* _Aim of the task_:
In the listing below, how many lines contain the string "Ordering"? Answer with the number only.

* _Data records_:
::::
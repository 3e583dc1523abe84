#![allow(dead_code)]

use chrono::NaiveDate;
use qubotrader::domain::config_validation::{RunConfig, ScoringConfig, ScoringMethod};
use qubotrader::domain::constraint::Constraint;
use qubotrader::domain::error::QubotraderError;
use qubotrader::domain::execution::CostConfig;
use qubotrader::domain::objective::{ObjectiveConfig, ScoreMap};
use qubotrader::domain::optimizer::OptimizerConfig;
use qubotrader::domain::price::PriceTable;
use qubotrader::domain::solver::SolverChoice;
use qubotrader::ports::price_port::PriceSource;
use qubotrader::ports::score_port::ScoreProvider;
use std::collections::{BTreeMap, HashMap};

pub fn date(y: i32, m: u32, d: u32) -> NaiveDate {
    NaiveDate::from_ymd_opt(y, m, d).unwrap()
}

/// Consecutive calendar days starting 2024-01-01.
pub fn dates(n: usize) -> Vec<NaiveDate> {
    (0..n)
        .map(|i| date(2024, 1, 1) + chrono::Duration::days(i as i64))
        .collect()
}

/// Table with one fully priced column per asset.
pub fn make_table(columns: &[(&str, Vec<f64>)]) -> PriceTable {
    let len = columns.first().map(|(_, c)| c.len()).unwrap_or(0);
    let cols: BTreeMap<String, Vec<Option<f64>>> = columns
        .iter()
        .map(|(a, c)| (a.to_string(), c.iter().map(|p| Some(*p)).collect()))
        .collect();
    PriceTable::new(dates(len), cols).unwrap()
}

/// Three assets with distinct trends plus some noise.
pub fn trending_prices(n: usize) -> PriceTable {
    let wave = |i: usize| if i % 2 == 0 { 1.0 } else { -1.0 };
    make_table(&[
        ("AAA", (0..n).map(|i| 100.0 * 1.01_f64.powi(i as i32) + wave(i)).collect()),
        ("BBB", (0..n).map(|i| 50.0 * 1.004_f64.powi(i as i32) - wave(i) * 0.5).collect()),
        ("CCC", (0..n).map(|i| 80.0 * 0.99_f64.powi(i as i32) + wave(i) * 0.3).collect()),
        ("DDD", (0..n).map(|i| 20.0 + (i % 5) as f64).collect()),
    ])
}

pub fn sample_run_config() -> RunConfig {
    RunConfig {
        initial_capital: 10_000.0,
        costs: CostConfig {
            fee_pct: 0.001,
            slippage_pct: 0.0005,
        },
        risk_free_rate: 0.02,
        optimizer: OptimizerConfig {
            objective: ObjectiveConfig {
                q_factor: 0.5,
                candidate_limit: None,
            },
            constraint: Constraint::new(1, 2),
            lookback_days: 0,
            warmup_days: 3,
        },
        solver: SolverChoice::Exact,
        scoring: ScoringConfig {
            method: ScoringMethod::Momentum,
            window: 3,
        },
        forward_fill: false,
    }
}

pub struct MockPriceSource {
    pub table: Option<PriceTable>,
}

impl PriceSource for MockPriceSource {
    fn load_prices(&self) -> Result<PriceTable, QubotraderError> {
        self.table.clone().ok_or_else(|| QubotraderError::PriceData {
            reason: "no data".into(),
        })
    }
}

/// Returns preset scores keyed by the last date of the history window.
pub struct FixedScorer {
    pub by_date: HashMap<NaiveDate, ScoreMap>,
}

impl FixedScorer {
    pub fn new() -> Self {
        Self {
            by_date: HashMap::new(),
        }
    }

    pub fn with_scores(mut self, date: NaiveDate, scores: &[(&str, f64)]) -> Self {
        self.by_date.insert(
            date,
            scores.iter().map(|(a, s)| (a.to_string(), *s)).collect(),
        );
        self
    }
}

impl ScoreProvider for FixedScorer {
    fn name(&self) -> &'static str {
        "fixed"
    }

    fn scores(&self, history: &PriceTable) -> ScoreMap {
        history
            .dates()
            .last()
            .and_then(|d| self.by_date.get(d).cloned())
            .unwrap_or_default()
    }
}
::::
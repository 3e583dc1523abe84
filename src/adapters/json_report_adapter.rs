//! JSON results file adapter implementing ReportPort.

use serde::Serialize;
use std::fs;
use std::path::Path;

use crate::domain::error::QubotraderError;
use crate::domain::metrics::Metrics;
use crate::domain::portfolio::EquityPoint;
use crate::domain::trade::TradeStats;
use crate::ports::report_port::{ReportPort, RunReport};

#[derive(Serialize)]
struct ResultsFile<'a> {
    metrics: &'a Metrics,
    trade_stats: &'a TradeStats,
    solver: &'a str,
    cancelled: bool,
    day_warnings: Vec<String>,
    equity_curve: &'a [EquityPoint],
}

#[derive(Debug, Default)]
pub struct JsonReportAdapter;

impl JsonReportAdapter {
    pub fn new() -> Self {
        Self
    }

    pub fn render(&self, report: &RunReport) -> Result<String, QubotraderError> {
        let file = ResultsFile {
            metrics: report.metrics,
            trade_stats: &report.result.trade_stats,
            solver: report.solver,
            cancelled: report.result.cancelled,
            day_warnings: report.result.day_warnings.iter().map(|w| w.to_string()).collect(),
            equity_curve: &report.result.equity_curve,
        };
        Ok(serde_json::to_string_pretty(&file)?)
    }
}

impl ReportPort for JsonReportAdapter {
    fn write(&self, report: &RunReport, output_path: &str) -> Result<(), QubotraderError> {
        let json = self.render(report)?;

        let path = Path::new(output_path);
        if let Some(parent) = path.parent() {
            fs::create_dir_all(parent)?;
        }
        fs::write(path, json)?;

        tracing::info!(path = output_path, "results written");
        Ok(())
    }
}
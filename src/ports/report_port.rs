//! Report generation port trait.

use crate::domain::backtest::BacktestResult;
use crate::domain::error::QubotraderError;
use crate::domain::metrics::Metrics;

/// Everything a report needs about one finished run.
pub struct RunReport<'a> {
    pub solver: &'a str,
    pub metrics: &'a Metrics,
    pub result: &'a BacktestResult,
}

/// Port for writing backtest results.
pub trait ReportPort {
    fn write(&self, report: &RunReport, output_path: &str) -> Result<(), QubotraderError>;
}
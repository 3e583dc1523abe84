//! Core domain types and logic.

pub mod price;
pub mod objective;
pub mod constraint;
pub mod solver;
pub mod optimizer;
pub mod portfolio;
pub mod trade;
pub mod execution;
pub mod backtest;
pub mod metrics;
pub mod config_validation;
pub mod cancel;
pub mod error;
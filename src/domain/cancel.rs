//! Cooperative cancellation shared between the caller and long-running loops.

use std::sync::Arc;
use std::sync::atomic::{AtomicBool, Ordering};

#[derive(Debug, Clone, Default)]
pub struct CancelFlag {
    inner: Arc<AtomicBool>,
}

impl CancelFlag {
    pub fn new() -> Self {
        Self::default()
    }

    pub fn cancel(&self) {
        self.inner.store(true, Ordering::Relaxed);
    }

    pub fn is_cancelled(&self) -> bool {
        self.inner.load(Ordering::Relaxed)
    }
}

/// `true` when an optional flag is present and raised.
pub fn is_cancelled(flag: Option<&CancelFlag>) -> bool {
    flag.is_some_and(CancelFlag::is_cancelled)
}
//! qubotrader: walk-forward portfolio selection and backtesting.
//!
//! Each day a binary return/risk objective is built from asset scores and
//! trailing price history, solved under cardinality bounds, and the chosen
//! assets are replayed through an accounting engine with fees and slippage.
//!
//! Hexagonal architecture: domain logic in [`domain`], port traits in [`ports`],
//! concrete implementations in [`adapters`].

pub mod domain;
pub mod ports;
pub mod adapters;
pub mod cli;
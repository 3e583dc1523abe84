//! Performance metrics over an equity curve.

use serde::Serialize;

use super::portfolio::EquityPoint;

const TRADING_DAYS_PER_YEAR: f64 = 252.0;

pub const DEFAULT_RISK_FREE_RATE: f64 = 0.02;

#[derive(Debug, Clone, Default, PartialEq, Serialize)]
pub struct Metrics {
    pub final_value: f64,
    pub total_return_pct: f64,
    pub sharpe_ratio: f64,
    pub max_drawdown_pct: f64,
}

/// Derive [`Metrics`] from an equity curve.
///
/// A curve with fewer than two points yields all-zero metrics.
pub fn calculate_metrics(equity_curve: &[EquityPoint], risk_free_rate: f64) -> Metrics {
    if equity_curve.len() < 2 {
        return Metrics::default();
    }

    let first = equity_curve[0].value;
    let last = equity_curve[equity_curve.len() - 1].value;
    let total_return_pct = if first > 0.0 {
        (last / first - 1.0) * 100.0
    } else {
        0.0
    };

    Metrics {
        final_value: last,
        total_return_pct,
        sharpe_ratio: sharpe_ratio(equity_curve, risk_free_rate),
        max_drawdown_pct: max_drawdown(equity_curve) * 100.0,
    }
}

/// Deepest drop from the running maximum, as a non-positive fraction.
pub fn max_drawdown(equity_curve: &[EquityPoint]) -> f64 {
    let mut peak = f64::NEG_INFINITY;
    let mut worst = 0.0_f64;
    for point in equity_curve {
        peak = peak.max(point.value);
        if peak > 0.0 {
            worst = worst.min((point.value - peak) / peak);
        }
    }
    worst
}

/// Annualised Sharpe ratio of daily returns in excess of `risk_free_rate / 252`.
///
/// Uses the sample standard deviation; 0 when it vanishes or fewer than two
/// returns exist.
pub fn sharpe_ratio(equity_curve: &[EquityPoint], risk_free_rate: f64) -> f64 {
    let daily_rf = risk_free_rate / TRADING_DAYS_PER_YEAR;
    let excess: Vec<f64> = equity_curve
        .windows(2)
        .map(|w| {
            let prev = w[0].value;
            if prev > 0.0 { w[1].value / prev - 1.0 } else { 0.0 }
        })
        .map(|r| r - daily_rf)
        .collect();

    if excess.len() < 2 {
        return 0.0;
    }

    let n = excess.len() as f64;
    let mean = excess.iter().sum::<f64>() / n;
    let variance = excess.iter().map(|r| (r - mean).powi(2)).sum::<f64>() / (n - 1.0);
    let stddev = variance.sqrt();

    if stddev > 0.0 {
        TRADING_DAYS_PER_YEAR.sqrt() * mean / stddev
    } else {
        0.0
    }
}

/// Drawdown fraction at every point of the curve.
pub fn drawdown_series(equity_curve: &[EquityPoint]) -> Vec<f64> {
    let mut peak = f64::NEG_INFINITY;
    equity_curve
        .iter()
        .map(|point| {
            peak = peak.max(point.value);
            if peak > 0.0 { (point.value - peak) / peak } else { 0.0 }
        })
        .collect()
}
::::
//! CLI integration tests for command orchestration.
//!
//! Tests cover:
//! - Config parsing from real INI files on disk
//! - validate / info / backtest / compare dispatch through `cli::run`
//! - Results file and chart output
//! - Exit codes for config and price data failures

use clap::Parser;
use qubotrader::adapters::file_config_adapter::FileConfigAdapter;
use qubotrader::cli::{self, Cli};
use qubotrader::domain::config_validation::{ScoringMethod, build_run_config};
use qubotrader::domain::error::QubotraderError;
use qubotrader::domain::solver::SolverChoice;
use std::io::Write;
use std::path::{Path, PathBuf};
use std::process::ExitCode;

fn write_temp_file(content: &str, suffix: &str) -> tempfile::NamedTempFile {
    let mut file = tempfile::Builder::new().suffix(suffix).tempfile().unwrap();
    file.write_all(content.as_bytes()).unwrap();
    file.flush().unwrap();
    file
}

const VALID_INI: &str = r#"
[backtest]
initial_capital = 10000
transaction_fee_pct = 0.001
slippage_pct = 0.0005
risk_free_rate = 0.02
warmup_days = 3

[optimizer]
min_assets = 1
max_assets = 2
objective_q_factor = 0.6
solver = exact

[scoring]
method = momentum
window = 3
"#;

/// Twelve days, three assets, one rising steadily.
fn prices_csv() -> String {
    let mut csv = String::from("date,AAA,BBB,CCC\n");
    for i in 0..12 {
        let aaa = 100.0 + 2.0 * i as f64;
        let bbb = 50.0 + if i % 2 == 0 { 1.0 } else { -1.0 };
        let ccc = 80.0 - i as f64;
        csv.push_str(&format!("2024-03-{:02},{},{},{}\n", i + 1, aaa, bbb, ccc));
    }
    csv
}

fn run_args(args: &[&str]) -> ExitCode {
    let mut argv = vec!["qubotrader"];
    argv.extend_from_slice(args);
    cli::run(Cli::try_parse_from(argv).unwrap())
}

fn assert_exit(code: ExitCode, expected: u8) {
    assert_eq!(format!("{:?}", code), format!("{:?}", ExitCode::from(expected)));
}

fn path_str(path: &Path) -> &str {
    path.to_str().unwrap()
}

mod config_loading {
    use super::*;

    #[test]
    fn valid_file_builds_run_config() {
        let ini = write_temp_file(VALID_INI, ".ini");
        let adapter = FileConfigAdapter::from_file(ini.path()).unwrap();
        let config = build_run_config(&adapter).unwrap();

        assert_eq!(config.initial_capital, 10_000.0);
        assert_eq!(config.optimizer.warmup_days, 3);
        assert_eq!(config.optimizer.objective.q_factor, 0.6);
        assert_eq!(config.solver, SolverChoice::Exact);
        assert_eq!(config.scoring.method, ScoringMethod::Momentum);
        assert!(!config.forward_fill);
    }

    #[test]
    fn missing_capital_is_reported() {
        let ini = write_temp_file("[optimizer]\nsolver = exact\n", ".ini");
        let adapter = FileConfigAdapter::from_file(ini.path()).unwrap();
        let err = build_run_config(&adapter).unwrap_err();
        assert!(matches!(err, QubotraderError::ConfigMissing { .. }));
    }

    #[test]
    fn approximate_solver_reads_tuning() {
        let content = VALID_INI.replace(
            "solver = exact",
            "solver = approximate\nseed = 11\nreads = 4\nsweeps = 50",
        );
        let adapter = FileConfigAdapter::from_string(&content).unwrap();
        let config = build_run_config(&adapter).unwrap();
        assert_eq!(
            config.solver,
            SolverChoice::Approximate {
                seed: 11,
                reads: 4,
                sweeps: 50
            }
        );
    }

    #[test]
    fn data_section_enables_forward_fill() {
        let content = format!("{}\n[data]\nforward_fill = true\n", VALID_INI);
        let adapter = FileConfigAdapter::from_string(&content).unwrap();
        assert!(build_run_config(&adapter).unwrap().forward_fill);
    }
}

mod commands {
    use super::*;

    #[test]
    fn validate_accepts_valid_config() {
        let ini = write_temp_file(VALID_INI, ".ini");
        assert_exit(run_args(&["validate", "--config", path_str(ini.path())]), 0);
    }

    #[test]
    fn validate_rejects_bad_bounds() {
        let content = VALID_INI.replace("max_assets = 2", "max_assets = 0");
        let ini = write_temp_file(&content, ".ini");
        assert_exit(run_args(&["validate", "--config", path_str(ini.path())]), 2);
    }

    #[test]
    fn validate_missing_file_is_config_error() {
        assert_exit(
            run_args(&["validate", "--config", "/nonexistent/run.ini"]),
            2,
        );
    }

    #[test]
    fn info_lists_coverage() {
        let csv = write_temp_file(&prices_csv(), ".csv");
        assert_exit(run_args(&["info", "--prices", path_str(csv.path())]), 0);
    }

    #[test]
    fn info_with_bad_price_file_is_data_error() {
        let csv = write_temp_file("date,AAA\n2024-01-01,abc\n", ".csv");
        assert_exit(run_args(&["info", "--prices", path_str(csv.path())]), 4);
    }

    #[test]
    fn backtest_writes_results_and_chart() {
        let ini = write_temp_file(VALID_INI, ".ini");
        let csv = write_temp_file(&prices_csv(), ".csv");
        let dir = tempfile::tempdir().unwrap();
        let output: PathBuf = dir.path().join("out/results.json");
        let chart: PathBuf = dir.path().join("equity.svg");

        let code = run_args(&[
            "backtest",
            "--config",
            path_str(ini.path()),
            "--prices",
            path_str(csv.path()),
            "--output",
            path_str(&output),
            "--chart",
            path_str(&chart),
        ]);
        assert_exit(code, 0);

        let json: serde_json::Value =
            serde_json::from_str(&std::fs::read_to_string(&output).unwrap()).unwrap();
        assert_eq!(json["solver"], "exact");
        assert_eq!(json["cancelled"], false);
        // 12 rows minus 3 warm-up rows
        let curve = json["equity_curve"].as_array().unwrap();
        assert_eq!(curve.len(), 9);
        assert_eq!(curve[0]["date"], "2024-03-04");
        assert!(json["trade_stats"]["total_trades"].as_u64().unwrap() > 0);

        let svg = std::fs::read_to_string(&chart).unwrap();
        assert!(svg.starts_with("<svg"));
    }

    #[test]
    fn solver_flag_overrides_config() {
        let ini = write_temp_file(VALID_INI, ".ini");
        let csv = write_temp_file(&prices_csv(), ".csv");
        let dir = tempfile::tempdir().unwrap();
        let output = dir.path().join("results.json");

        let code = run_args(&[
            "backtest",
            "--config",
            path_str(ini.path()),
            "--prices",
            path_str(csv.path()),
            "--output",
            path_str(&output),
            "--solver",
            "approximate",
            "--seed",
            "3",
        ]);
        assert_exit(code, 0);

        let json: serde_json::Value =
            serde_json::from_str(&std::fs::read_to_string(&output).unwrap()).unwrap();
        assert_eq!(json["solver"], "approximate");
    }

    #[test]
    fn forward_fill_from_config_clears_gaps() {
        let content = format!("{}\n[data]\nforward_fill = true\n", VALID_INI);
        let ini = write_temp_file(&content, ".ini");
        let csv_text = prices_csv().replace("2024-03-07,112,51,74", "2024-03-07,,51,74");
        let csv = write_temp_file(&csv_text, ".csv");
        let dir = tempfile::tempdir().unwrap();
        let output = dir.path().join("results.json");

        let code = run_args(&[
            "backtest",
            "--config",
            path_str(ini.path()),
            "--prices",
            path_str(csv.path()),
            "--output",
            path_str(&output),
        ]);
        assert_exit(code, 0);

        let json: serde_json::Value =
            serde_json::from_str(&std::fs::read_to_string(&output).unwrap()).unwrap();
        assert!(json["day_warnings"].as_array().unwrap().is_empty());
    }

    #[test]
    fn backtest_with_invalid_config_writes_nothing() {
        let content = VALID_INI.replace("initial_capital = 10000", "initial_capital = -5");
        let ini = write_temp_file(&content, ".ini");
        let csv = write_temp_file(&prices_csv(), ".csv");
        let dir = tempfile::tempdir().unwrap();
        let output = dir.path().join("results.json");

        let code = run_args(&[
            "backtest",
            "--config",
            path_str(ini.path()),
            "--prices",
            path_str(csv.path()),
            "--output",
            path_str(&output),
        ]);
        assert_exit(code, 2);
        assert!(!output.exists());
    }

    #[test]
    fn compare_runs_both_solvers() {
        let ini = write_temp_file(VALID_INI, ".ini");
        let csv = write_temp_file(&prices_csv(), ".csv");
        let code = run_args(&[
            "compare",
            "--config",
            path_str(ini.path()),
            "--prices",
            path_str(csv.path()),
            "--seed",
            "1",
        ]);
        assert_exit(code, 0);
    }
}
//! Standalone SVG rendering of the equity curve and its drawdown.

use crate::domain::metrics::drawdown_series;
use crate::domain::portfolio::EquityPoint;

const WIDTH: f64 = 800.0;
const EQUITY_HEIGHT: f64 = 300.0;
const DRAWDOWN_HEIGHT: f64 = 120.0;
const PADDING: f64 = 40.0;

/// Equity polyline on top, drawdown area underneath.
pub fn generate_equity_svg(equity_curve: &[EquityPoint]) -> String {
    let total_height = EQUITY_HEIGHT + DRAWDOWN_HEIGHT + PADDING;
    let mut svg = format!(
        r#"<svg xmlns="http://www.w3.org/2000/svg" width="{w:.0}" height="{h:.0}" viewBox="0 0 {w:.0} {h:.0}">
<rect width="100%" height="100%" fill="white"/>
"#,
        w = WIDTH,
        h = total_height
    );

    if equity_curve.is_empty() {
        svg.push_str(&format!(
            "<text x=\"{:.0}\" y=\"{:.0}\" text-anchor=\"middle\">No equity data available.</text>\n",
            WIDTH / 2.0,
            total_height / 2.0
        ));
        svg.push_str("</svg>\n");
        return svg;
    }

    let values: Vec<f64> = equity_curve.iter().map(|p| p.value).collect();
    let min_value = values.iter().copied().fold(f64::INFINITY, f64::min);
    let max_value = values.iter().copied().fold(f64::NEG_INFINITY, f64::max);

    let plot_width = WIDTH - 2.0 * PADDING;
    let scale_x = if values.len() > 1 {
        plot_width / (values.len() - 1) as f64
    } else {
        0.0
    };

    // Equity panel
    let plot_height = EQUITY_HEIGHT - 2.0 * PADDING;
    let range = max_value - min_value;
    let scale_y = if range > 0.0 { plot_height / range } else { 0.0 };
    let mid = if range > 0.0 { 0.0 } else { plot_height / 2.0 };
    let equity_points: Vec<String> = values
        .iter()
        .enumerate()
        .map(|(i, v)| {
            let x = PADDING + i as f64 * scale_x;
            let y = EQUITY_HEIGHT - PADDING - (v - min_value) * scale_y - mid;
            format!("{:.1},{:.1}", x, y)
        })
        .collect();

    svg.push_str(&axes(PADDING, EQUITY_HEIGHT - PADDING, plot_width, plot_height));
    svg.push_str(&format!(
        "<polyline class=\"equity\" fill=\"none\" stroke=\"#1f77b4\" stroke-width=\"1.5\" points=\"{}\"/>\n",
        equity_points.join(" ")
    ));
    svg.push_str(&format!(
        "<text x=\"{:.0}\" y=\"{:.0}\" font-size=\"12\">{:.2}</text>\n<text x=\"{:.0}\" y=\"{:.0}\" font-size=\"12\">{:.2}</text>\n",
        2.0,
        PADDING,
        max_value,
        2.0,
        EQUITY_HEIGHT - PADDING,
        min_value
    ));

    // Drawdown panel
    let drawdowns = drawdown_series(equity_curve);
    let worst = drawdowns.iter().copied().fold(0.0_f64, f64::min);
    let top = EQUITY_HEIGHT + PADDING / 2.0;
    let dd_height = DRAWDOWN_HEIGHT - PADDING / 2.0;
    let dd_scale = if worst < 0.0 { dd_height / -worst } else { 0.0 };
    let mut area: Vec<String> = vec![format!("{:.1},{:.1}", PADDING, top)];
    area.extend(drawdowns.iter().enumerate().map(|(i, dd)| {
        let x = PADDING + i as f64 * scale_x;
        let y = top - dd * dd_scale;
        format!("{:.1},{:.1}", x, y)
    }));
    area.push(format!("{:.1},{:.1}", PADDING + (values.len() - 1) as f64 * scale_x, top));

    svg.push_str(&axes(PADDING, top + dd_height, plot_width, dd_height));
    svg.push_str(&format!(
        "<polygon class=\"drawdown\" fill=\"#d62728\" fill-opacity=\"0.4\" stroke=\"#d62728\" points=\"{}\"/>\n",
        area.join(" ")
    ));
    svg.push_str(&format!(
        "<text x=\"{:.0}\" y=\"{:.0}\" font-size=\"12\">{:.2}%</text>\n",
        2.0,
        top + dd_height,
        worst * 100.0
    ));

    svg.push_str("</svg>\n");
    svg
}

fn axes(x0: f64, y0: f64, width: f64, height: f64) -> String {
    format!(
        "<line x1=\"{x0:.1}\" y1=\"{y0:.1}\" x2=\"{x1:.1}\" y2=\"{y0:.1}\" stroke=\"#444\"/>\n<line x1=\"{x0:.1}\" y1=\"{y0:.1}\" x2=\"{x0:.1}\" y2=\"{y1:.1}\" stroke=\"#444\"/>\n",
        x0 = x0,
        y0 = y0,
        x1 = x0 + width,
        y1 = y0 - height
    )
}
::::
* _Answer space_:
3